> **WORK ORDER**:
Repeat the records below word for word, but start at the line that contains "for safety in", stop after the last line, and include nothing else.

Saved entries:
--- START ---

//! CLI administration tool for verified-shortener.
//!
//! Inspects records, requeues verifications and manages the dead letter
//! list without requiring HTTP API access.
//!
//! # Usage
//!
//! ```bash
//! # Show a record and its verification state
//! cargo run --bin admin -- link show 2a1b4024
//!
//! # List records still awaiting a verdict
//! cargo run --bin admin -- link pending --limit 20
//!
//! # Queue a fresh verification for a record
//! cargo run --bin admin -- link reverify 2a1b4024
//!
//! # Inspect and replay dead-lettered verification messages
//! cargo run --bin admin -- queue dead-letters
//! cargo run --bin admin -- queue replay
//!
//! # View statistics
//! cargo run --bin admin -- stats
//!
//! # Check database connection
//! cargo run --bin admin -- db check
//! ```
//!
//! # Environment Variables
//!
//! - `DATABASE_URL` (required): PostgreSQL connection string
//! - `REDIS_URL` (required for `link reverify` and `queue`): Redis broker
//! - `VERIFICATION_TOPIC` (default `safe`): verification queue name

use verified_shortener::config::{self, Config};
use verified_shortener::domain::entities::{Safety, ShortUrl};
use verified_shortener::domain::repositories::{ClickRepository, ShortUrlRepository};
use verified_shortener::domain::verification_request::VerificationRequest;
use verified_shortener::infrastructure::cache::MemoryCache;
use verified_shortener::infrastructure::messaging::{MessageBroker, RedisBroker};
use verified_shortener::infrastructure::persistence::{PgClickRepository, PgShortUrlRepository};
use verified_shortener::state::{AppState, ServiceSettings};

use anyhow::{Context, Result};
use clap::{Parser, Subcommand};
use colored::*;
use dialoguer::Confirm;
use sqlx::PgPool;
use std::sync::Arc;
use tokio::sync::mpsc;

/// CLI tool for managing verified-shortener.
#[derive(Parser)]
#[command(name = "admin")]
#[command(author, version, about, long_about = None)]
struct Cli {
    #[command(subcommand)]
    command: Commands,
}

/// Top-level command groups.
#[derive(Subcommand)]
enum Commands {
    /// Inspect and re-verify short URLs
    Link {
        #[command(subcommand)]
        action: LinkAction,
    },

    /// Verification queue maintenance
    Queue {
        #[command(subcommand)]
        action: QueueAction,
    },

    /// Show statistics
    Stats,

    /// Database operations
    Db {
        #[command(subcommand)]
        action: DbAction,
    },
}

#[derive(Subcommand)]
enum LinkAction {
    /// Show a record
    Show { hash: String },

    /// List records awaiting a verdict, oldest first
    Pending {
        #[arg(short, long, default_value_t = 20)]
        limit: i64,
    },

    /// Publish a fresh verification request for a record
    Reverify {
        hash: String,

        /// Skip confirmation prompt
        #[arg(short = 'y', long)]
        yes: bool,
    },
}

#[derive(Subcommand)]
enum QueueAction {
    /// List dead-lettered verification messages
    DeadLetters,

    /// Move dead-lettered messages back to the queue with a fresh attempt budget
    Replay {
        /// Skip confirmation prompt
        #[arg(short = 'y', long)]
        yes: bool,
    },
}

/// Database operation subcommands.
#[derive(Subcommand)]
enum DbAction {
    /// Check database connection
    Check,

    /// Show database info
    Info,
}

#[tokio::main]
async fn main() -> Result<()> {
    // Load environment variables from .env file
    dotenvy::dotenv().ok();

    let cli = Cli::parse();
    let config = config::load_from_env()?;

    let database_url = config
        .database_url
        .clone()
        .context("DATABASE_URL must be set")?;

    let pool = PgPool::connect(&database_url)
        .await
        .context("Failed to connect to database")?;
    let pool = Arc::new(pool);

    match cli.command {
        Commands::Link { action } => handle_link_action(action, &config, pool).await?,
        Commands::Queue { action } => handle_queue_action(action, &config).await?,
        Commands::Stats => handle_stats(pool).await?,
        Commands::Db { action } => handle_db_action(action, &pool).await?,
    }

    Ok(())
}

async fn connect_broker(config: &Config) -> Result<RedisBroker> {
    let redis_url = config
        .redis_url
        .as_deref()
        .context("REDIS_URL must be set for queue operations")?;

    RedisBroker::connect(redis_url, config.broker_poll_interval())
        .await
        .context("Failed to connect to Redis")
}

/// Dispatches record commands.
async fn handle_link_action(action: LinkAction, config: &Config, pool: Arc<PgPool>) -> Result<()> {
    let repo = PgShortUrlRepository::new(pool.clone());

    match action {
        LinkAction::Show { hash } => {
            let record = repo
                .find_by_hash(&hash)
                .await
                .map_err(|e| anyhow::anyhow!("Database error: {}", e))?
                .context("Short URL not found")?;

            println!("{}", "🔗 Short URL".bright_blue().bold());
            println!();
            print_record(&record);
            println!();
        }
        LinkAction::Pending { limit } => list_pending(&repo, limit).await?,
        LinkAction::Reverify { hash, yes } => reverify(pool, config, &hash, yes).await?,
    }

    Ok(())
}

fn print_record(record: &ShortUrl) {
    println!("  Hash:      {}", record.hash.cyan());
    println!("  Target:    {}", record.target.bright_white());
    println!("  Safety:    {}", colored_safety(record.safety));
    println!("  Redirect:  {}", record.mode.status_code());
    if let Some(sponsor) = &record.sponsor {
        println!("  Sponsor:   {}", sponsor);
    }
    println!(
        "  Created:   {}",
        record
            .created_at
            .format("%Y-%m-%d %H:%M:%S")
            .to_string()
            .bright_black()
    );
    if let Some(verified_at) = record.verified_at {
        println!(
            "  Verified:  {}",
            verified_at
                .format("%Y-%m-%d %H:%M:%S")
                .to_string()
                .bright_black()
        );
    }
}

fn colored_safety(safety: Safety) -> ColoredString {
    match safety {
        Safety::Unknown => "UNKNOWN".yellow(),
        Safety::Safe => "SAFE".green(),
        Safety::Unsafe => "UNSAFE".red(),
    }
}

/// Lists records still marked `unknown`.
///
/// # Output Format
///
/// ```text
/// ⏳ Pending Verification
///
///   Hash      Created              Target
///   ─────────────────────────────────────────────────────────
///   2a1b4024  2024-01-15 10:30     http://example.com/
/// ```
async fn list_pending(repo: &PgShortUrlRepository, limit: i64) -> Result<()> {
    println!("{}", "⏳ Pending Verification".bright_blue().bold());
    println!();

    let records = repo
        .list_pending(limit)
        .await
        .map_err(|e| anyhow::anyhow!("Failed to list pending records: {}", e))?;

    if records.is_empty() {
        println!("{}", "  No records awaiting verification".green());
        return Ok(());
    }

    println!(
        "  {:<9} {:<20} {}",
        "Hash".bright_white().bold(),
        "Created".bright_white().bold(),
        "Target".bright_white().bold()
    );
    println!("  {}", "─".repeat(75).bright_black());

    for record in &records {
        println!(
            "  {:<9} {:<20} {}",
            record.hash.cyan(),
            record
                .created_at
                .format("%Y-%m-%d %H:%M")
                .to_string()
                .bright_black(),
            record.target
        );
    }

    println!();
    println!(
        "  Shown: {}",
        records.len().to_string().bright_white().bold()
    );
    println!();

    Ok(())
}

/// Publishes a first-attempt verification request for a record.
///
/// A resolved record is re-checked too; the new verdict replaces the old one.
async fn reverify(
    pool: Arc<PgPool>,
    config: &Config,
    hash: &str,
    skip_confirm: bool,
) -> Result<()> {
    println!("{}", "🔁 Re-verify Short URL".bright_blue().bold());
    println!();

    let short_urls = Arc::new(PgShortUrlRepository::new(pool.clone()));
    let record = short_urls
        .find_by_hash(hash)
        .await
        .map_err(|e| anyhow::anyhow!("Database error: {}", e))?
        .context("Short URL not found")?;

    print_record(&record);
    println!();

    if !skip_confirm {
        let confirmed = Confirm::new()
            .with_prompt("Queue a new verification?")
            .default(true)
            .interact()?;

        if !confirmed {
            println!("{}", "❌ Cancelled".red());
            return Ok(());
        }
    }

    // Same wiring as the server; nothing is sent on the click channel.
    let (click_tx, _click_rx) = mpsc::channel(1);
    let state = AppState::new(
        short_urls,
        Arc::new(PgClickRepository::new(pool)),
        Arc::new(connect_broker(config).await?),
        Arc::new(MemoryCache::new(config.cache_ttl_seconds)),
        click_tx,
        ServiceSettings::from(config),
    );

    state
        .creation_service
        .request_verification(hash)
        .await
        .map_err(|e| anyhow::anyhow!("Failed to queue verification: {}", e))?;

    println!("{}", "✅ Verification queued".green().bold());
    println!();

    Ok(())
}

/// Dispatches verification queue commands.
async fn handle_queue_action(action: QueueAction, config: &Config) -> Result<()> {
    let broker = connect_broker(config).await?;
    let topic = config.verification_topic.as_str();

    match action {
        QueueAction::DeadLetters => {
            println!("{}", "☠️  Dead Letters".bright_blue().bold());
            println!();

            let payloads = broker
                .dead_letters(topic)
                .await
                .context("Failed to read dead letters")?;

            if payloads.is_empty() {
                println!("{}", "  Dead letter list is empty".green());
                return Ok(());
            }

            for payload in &payloads {
                match VerificationRequest::decode(payload) {
                    Ok(request) => println!(
                        "  {:<9} attempt {:<3} {}",
                        request.hash.cyan(),
                        request.attempt,
                        request.target
                    ),
                    Err(_) => println!("  {} {}", "UNDECODABLE".red(), payload.bright_black()),
                }
            }

            println!();
            println!(
                "  Total: {}",
                payloads.len().to_string().bright_white().bold()
            );
            println!();
        }
        QueueAction::Replay { yes } => replay_dead_letters(&broker, topic, yes).await?,
    }

    Ok(())
}

/// Requeues every decodable dead letter with its attempt counter reset.
///
/// Undecodable payloads are reported and discarded.
async fn replay_dead_letters(broker: &RedisBroker, topic: &str, skip_confirm: bool) -> Result<()> {
    println!("{}", "♻️  Replay Dead Letters".bright_blue().bold());
    println!();

    let pending = broker
        .dead_letters(topic)
        .await
        .context("Failed to read dead letters")?;

    if pending.is_empty() {
        println!("{}", "  Dead letter list is empty".green());
        return Ok(());
    }

    println!(
        "  {} message(s) in {}",
        pending.len().to_string().bright_white().bold(),
        format!("{topic}:dead").cyan()
    );
    println!();

    if !skip_confirm {
        let confirmed = Confirm::new()
            .with_prompt("Replay all dead letters?")
            .default(false)
            .interact()?;

        if !confirmed {
            println!("{}", "❌ Cancelled".red());
            return Ok(());
        }
    }

    let payloads = broker
        .take_dead_letters(topic)
        .await
        .context("Failed to take dead letters")?;

    let mut replayed = 0usize;
    let mut discarded = 0usize;
    for payload in payloads {
        match VerificationRequest::decode(&payload) {
            Ok(request) => {
                let fresh = VerificationRequest::new(request.target, request.hash);
                broker
                    .publish(topic, &fresh.encode())
                    .await
                    .context("Failed to republish verification request")?;
                replayed += 1;
            }
            Err(e) => {
                println!("  {} {} ({})", "DISCARDED".red(), payload.bright_black(), e);
                discarded += 1;
            }
        }
    }

    println!();
    println!(
        "{} {} replayed, {} discarded",
        "✅".green(),
        replayed.to_string().bright_green().bold(),
        discarded.to_string().bright_red()
    );
    println!();

    Ok(())
}

/// Displays system statistics.
///
/// Shows:
/// - Records per safety state
/// - Total number of recorded clicks
async fn handle_stats(pool: Arc<PgPool>) -> Result<()> {
    println!("{}", "📊 Statistics".bright_blue().bold());
    println!();

    let short_urls = PgShortUrlRepository::new(pool.clone());
    let clicks = PgClickRepository::new(pool);

    for safety in [Safety::Unknown, Safety::Safe, Safety::Unsafe] {
        let count = short_urls
            .count_by_safety(safety)
            .await
            .map_err(|e| anyhow::anyhow!("Database error: {}", e))?;

        println!(
            "  {:<14} {}",
            format!("{}:", safety),
            count.to_string().bright_green().bold()
        );
    }

    let clicks_count = clicks
        .count()
        .await
        .map_err(|e| anyhow::anyhow!("Database error: {}", e))?;

    println!(
        "  {:<14} {}",
        "clicks:",
        clicks_count.to_string().bright_green().bold()
    );
    println!();

    Ok(())
}

/// Handles database diagnostic commands.
async fn handle_db_action(action: DbAction, pool: &PgPool) -> Result<()> {
    match action {
        DbAction::Check => {
            println!("{}", "🔍 Checking database connection...".bright_blue());

            sqlx::query("SELECT 1").fetch_one(pool).await?;

            println!("{}", "✅ Database connection OK".green().bold());
        }
        DbAction::Info => {
            println!("{}", "ℹ️  Database Information".bright_blue().bold());
            println!();

            let version: String = sqlx::query_scalar("SELECT version()")
                .fetch_one(pool)
                .await?;

            println!("  PostgreSQL: {}", version.bright_white());
            println!();
        }
    }

    Ok(())
}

--- END ---

> **ANSWER SPACE**:
    for safety in [Safety::Unknown, Safety::Safe, Safety::Unsafe] {
        let count = short_urls
            .count_by_safety(safety)
            .await
            .map_err(|e| anyhow::anyhow!("Database error: {}", e))?;

        println!(
            "  {:<14} {}",
            format!("{}:", safety),
            count.to_string().bright_green().bold()
        );
    }

    let clicks_count = clicks
        .count()
        .await
        .map_err(|e| anyhow::anyhow!("Database error: {}", e))?;

    println!(
        "  {:<14} {}",
        "clicks:",
        clicks_count.to_string().bright_green().bold()
    );
    println!();

    Ok(())
}

/// Handles database diagnostic commands.
async fn handle_db_action(action: DbAction, pool: &PgPool) -> Result<()> {
    match action {
        DbAction::Check => {
            println!("{}", "🔍 Checking database connection...".bright_blue());

            sqlx::query("SELECT 1").fetch_one(pool).await?;

            println!("{}", "✅ Database connection OK".green().bold());
        }
        DbAction::Info => {
            println!("{}", "ℹ️  Database Information".bright_blue().bold());
            println!();

            let version: String = sqlx::query_scalar("SELECT version()")
                .fetch_one(pool)
                .await?;

            println!("  PostgreSQL: {}", version.bright_white());
            println!();
        }
    }

    Ok(())
}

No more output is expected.